2) Add meat/protein and dark greens.  Turn off heat and place lid on pan.  Let sit for 5-10 minutes.



Baked Yams

Bake orange yams at 450F in oven for about an hour longer than it takes to cook them.  They will carmalize themselves.



Baked Sweet potatoes

Top with salt and cumin.

Tuesday, June 5, 2012

Tomato sauce/ketchup substitute

Wow!  Its been a while.  I have completed my certification and licensing to be a Holistic Health Practitioner and have launched a business (which we celebrate our official 1 year anniversary tomorrow!).  I have been working on my cookbook and hope to publish soon.  I will be selling it through my business and at a local health clinic.  If there is interest, I will also sell online.  Stay tuned!

Several of my clients are on restricted diets and I shared this wonderfully simple tomato sauce recipe I have been working on today with one of them.  Enjoy!

Butternut squash is an EXCELLENT tomato substitute! This "tomato sauce" recipe can be made with only the squash and the tomatoes omitted if necessary and still tastes great!  I find adding tomatoes to the butternut squash sauce rounds out the flavor really well.  I am working on a similar sauce with acorn squash that makes somewhat of an Alfredo sauce.  I'm still working out the details though, sorry, don't mean to bait you all!!

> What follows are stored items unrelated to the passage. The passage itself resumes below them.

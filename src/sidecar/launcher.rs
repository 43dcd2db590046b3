use async_trait::async_trait;
use std::path::PathBuf;
use std::process::Stdio;
use tokio::io::{AsyncBufReadExt, BufReader};
use tokio::process::Command;
use tokio::sync::oneshot;
use tracing::{info, warn};

use super::{ExitSignal, Launcher, SidecarHandle};

/// Spawns the sidecar as a child process and forwards its output to the log.
#[derive(Debug, Clone)]
pub struct ProcessLauncher {
    pub name: String,
    pub program: PathBuf,
    pub args: Vec<String>,
}

pub struct ProcessHandle {
    kill: Option<oneshot::Sender<()>>,
}

impl SidecarHandle for ProcessHandle {
    fn stop(&mut self) {
        if let Some(tx) = self.kill.take() {
            let _ = tx.send(());
        }
    }
}

impl Drop for ProcessHandle {
    fn drop(&mut self) {
        self.stop();
    }
}

#[async_trait]
impl Launcher for ProcessLauncher {
    async fn launch(&self, exit: ExitSignal) -> Result<Box<dyn SidecarHandle>, String> {
        let mut child = Command::new(&self.program)
            .args(&self.args)
            .stdin(Stdio::null())
            .stdout(Stdio::piped())
            .stderr(Stdio::piped())
            .kill_on_drop(true)
            .spawn()
            .map_err(|e| format!("failed to spawn {}: {e}", self.program.display()))?;

        if let Some(out) = child.stdout.take() {
            let name = self.name.clone();
            tokio::spawn(async move {
                let mut lines = BufReader::new(out).lines();
                while let Ok(Some(line)) = lines.next_line().await {
                    info!(sidecar = %name, "{line}");
                }
            });
        }
        if let Some(err) = child.stderr.take() {
            let name = self.name.clone();
            tokio::spawn(async move {
                let mut lines = BufReader::new(err).lines();
                while let Ok(Some(line)) = lines.next_line().await {
                    warn!(sidecar = %name, "{line}");
                }
            });
        }

        let (kill_tx, kill_rx) = oneshot::channel();
        let name = self.name.clone();
        tokio::spawn(async move {
            tokio::select! {
                status = child.wait() => {
                    warn!(sidecar = %name, code = ?status.ok().and_then(|s| s.code()), "sidecar terminated");
                }
                _ = kill_rx => {
                    let _ = child.kill().await;
                    info!(sidecar = %name, "sidecar stopped");
                }
            }
            exit.exited();
        });

        Ok(Box::new(ProcessHandle {
            kill: Some(kill_tx),
        }))
    }
}

#[cfg(all(test, unix))]
mod tests {
    use super::*;
    use crate::sidecar::{HealthProbe, SidecarSupervisor, SupervisorSettings};
    use std::sync::Arc;
    use std::time::Duration;

    struct AlwaysHealthy;

    #[async_trait]
    impl HealthProbe for AlwaysHealthy {
        async fn healthy(&self) -> bool {
            true
        }
    }

    fn supervisor(script: &str) -> SidecarSupervisor {
        let launcher = ProcessLauncher {
            name: "test-sidecar".into(),
            program: "sh".into(),
            args: vec!["-c".into(), script.into()],
        };
        SidecarSupervisor::new(
            "test-sidecar",
            Arc::new(launcher),
            Arc::new(AlwaysHealthy),
            SupervisorSettings::default(),
        )
    }

    async fn wait_until(mut f: impl FnMut() -> bool) -> bool {
        for _ in 0..100 {
            if f() {
                return true;
            }
            tokio::time::sleep(Duration::from_millis(20)).await;
        }
        false
    }

    #[tokio::test]
    async fn exited_process_is_noticed() {
        let sup = supervisor("echo ready; exit 3");
        sup.start().await.unwrap();
        assert!(wait_until(|| !sup.is_running()).await);
    }

    #[tokio::test]
    async fn stop_kills_long_running_process() {
        let sup = supervisor("sleep 30");
        sup.start().await.unwrap();
        assert!(sup.is_running());
        sup.stop().await;
        assert!(!sup.is_running());
    }

    #[tokio::test]
    async fn missing_program_is_a_launch_error() {
        let launcher = ProcessLauncher {
            name: "ghost".into(),
            program: "/definitely/not/here".into(),
            args: vec![],
        };
        let sup = SidecarSupervisor::new(
            "ghost",
            Arc::new(launcher),
            Arc::new(AlwaysHealthy),
            SupervisorSettings::default(),
        );
        let err = sup.start().await.unwrap_err();
        assert!(err.contains("failed to spawn"));
    }
}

1/2 small Butternut squash
2 tomatoes (preferably organic because they taste better and have more minerals and less acid)
Vinegar (any kind... I use rice vinegar)
Cooking wine or Cooking sherry (or any wine or sherry... I use Mirin, a Japanese rice cooking wine)
salt and pepper
herbs (like your favorite dried italian herb mix or chopped fresh ones like parsley, basil, oregano, sage, or cilantro)
Chicken or veggie broth (or water or milk.... really any liquid)


1) Cook butternut squash (roast, grill, or steam).  It cooks much faster if you cube into very small chunks

2) Dice tomatoes very small.  Put in a small sauce pan with 1-2 tablespoons (a "splash") of vinegar.  If the tomatoes are not very "juicy", add a little water.  Simmer on med-low with a lid on, stirring occasionally until paste like.  Be careful not to burn when it starts cooking down. Turn the heat down if it cooks down before it becomes paste-like.  It often helps to peel the tomato and cut out the harder center part out before putting it in the pot to cook.

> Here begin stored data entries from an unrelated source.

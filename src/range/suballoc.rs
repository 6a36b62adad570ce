use super::binning;
#[cfg(debug_assertions)]
use fixedbitset::FixedBitSet;
use log::trace;
use std::fmt;

pub(crate) const NUM_TOP_BINS: usize = 32;
pub(crate) const BINS_PER_LEAF: usize = 8;
pub(crate) const TOP_BINS_INDEX_SHIFT: u32 = 3;
pub(crate) const LEAF_BINS_INDEX_MASK: u32 = 0x7;
pub(crate) const NUM_LEAF_BINS: usize = NUM_TOP_BINS * BINS_PER_LEAF;

/// Sentinel standing in for "no such node" in every node-index field.
pub(crate) const UNUSED: u32 = u32::MAX;

const DEFAULT_MAX_ALLOCS: u32 = 128 * 1024;

/// Configuration for [`RangeAllocator`]. Set at init time via
/// [`RangeAllocator::with_config`].
#[derive(Clone, Debug)]
pub struct RangeAllocatorConfig {
    /// Capacity of the bookkeeping node pool. Bounds outstanding allocations
    /// plus free fragments; running out is a sizing error surfaced by
    /// [`AllocError::NodePoolExhausted`]. Default: `128 * 1024`.
    pub max_allocs: u32,
}

impl Default for RangeAllocatorConfig {
    fn default() -> Self {
        Self {
            max_allocs: DEFAULT_MAX_ALLOCS,
        }
    }
}

/// A sub-range handed out by [`RangeAllocator::allocate`].
///
/// `offset` addresses the external resource; the rest is an opaque handle
/// that must be passed back to [`RangeAllocator::free`] exactly once.
#[derive(Clone, Copy, Debug, PartialEq, Eq)]
pub struct Allocation {
    /// Start of the region within the managed range.
    pub offset: u32,
    /// Index of the node backing this region.
    pub(crate) metadata: u32,
}

#[derive(Debug, Clone, Copy, PartialEq, Eq)]
pub enum AllocError {
    /// No free region can satisfy the request.
    OutOfSpace { requested: u32 },
    /// Splitting the chosen region would need a bookkeeping node and the
    /// pool has none left; the range is too fragmented for the configured
    /// capacity.
    NodePoolExhausted { max_allocs: u32 },
}

impl fmt::Display for AllocError {
    fn fmt(&self, f: &mut fmt::Formatter<'_>) -> fmt::Result {
        match self {
            AllocError::OutOfSpace { requested } => {
                write!(f, "no free region of {requested} bytes or more")
            }
            AllocError::NodePoolExhausted { max_allocs } => {
                write!(f, "node pool exhausted ({max_allocs} nodes)")
            }
        }
    }
}

impl std::error::Error for AllocError {}

/// Bookkeeping record for one contiguous region of the managed range.
///
/// A node exists for every region, allocated or free. Free nodes are
/// additionally linked into the bin list of their size class. The neighbor
/// links order all nodes by offset and exist solely so that `free` can
/// reach the two physically adjacent regions in O(1).
#[derive(Clone, Copy)]
pub(crate) struct Node {
    pub(crate) data_offset: u32,
    pub(crate) data_size: u32,
    pub(crate) bin_list_prev: u32,
    pub(crate) bin_list_next: u32,
    pub(crate) neighbor_prev: u32,
    pub(crate) neighbor_next: u32,
    pub(crate) used: bool,
}
use super::binning;
use super::suballoc::{RangeAllocator, NUM_LEAF_BINS, TOP_BINS_INDEX_SHIFT, UNUSED};

/// Coarse free-space summary.
#[derive(Clone, Copy, Debug, PartialEq, Eq)]
pub struct StorageReport {
    /// Sum of all free region sizes.
    pub total_free_space: u32,
    /// Advertised size of the highest non-empty bin. A lower bound on the
    /// true largest free region, exact within round-down granularity.
    pub largest_free_region: u32,
}

/// One bin's worth of [`StorageReportFull`].
#[derive(Clone, Copy, Debug, Default, PartialEq, Eq)]
pub struct FreeRegion {
    /// Advertised (round-down) size of the bin.
    pub size: u32,
    /// Number of free regions currently parked in the bin.
    pub count: u32,
}

/// Per-bin breakdown of free space, for fragmentation diagnostics.
#[derive(Clone, Copy, Debug)]
pub struct StorageReportFull {
    pub free_regions: [FreeRegion; NUM_LEAF_BINS],
}

impl RangeAllocator {
    /// Free-space summary derived from the gauge and the bin masks; O(1).
    #[must_use]
    pub fn storage_report(&self) -> StorageReport {
        let mut largest_free_region = 0;
        if self.top_mask != 0 {
            let top_index = 31 - self.top_mask.leading_zeros();
            let leaf_index = 31 - u32::from(self.leaf_masks[top_index as usize]).leading_zeros();
            largest_free_region =
                binning::bin_to_size((top_index << TOP_BINS_INDEX_SHIFT) | leaf_index);
        }
        StorageReport {
            total_free_space: self.free_storage,
            largest_free_region,
        }
    }

    /// Per-bin free-region counts; walks every bin list.
    #[must_use]
    pub fn storage_report_full(&self) -> StorageReportFull {
        let mut free_regions = [FreeRegion::default(); NUM_LEAF_BINS];
        for (bin_index, region) in free_regions.iter_mut().enumerate() {
            region.size = binning::bin_to_size(bin_index as u32);
            let mut node_index = self.bin_heads[bin_index];
            while node_index != UNUSED {
                region.count += 1;
                node_index = self.nodes[node_index as usize].bin_list_next;
            }
        }
        StorageReportFull { free_regions }
    }
}

#[cfg(test)]
mod tests {
    use super::*;

    #[test]
    fn test_fresh_allocator_reports_whole_range() {
        let total = 1u32 << 20;
        let allocator = RangeAllocator::new(total);

        let report = allocator.storage_report();
        assert_eq!(report.total_free_space, total);
        assert_eq!(report.largest_free_region, total);

        // Exactly one free region, parked in the bin representing `total`.
        let full = allocator.storage_report_full();
        let expected_bin = binning::bin_index_round_down(total) as usize;
        for (bin_index, region) in full.free_regions.iter().enumerate() {
            assert_eq!(region.size, binning::bin_to_size(bin_index as u32));
            let expected = u32::from(bin_index == expected_bin);
            assert_eq!(region.count, expected, "bin {bin_index}");
        }
    }

    #[test]
    fn test_full_report_counts_track_fragmentation() {
        let total = 1u32 << 20;
        let mut allocator = RangeAllocator::new(total);

        // Two holes plus the shrinking tail region: three free regions.
        let a = allocator.allocate(1024).unwrap();
        let pad_a = allocator.allocate(64).unwrap();
        let b = allocator.allocate(4096).unwrap();
        let pad_b = allocator.allocate(64).unwrap();
        allocator.free(a);
        allocator.free(b);

        let full = allocator.storage_report_full();
        let region_count: u32 = full.free_regions.iter().map(|region| region.count).sum();
        assert_eq!(region_count, 3);

        let coarse = allocator.storage_report();
        let binned_total: u64 = full
            .free_regions
            .iter()
            .map(|region| u64::from(region.size) * u64::from(region.count))
            .sum();
        // Round-down binning may under-report each region, never over.
        assert!(binned_total <= u64::from(coarse.total_free_space));
        assert!(coarse.largest_free_region <= coarse.total_free_space);

        allocator.free(pad_a);
        allocator.free(pad_b);
    }

    #[test]
    fn test_largest_region_is_achievable() {
        let total = 1u32 << 20;
        let mut allocator = RangeAllocator::new(total);

        let a = allocator.allocate(100_000).unwrap();
        let b = allocator.allocate(100_000).unwrap();
        allocator.free(a);

        // Whatever the report advertises must actually allocate.
        let largest = allocator.storage_report().largest_free_region;
        let c = allocator.allocate(largest).unwrap();

        allocator.free(b);
        allocator.free(c);
    }
}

3) Combine cooked squash and cooked tomatoes in a small blender or food processor.  Add 1/2 tsp to 1 tsp wine/sherry (pour just a tiny amount in if you don't want to measure it out)  and enough broth/liquid to thin it out to your desired sauce consistency.  Add salt and pepper to taste and herbs to taste (this is the fun part because you get to taste it between each addition!).

4) Serve over pasta or any recipe calling for tomato sauce.  This makes 1-2 servings of sauce, depending on the size of your 1/2 squash.


And..... just for fun..... if you want to make ketchup.... add liberal amounts of vinegar and plain white sugar and a little bit of ground cloves.  Have fun!

Thursday, August 25, 2011

New ideas!

I've been experimenting a lot lately. I've realized that I eat better and my food probably tastes better than 90% of other Americans! Being allergic to food has given me a deep appreciation of how to make delicious food with very few ingredients and how just a little of some foods can make a huge flavor impact!



Fried Trout: Today, I bought a fresh trout, rubbed sea sat into both sides and dusted with flour. In a cast iron skillet I heated some salt and added a few drops of oil when hot to create a non-stick surface. Then I pan fried the trout until lightly brown. Added some ghee (Clarified butter) and then fried the fish until cooked through. (to finish, I patted the fish with paper towels to remove as much oil/butter as possible). Served with veggies and squash, and a few slices of lemon, all briefly fried in the left-over oil.



Pot Pie:

Cooked rice
homemade chicken broth
cooked chicken, shredded
rice flour
veggies
Rice crackers, rolled out and uncooked


Place one large rolled out rice cracker into a pie plate. Cook until just barely crispy. Place the other large cracker on a baking sheet and cook until one side is done only.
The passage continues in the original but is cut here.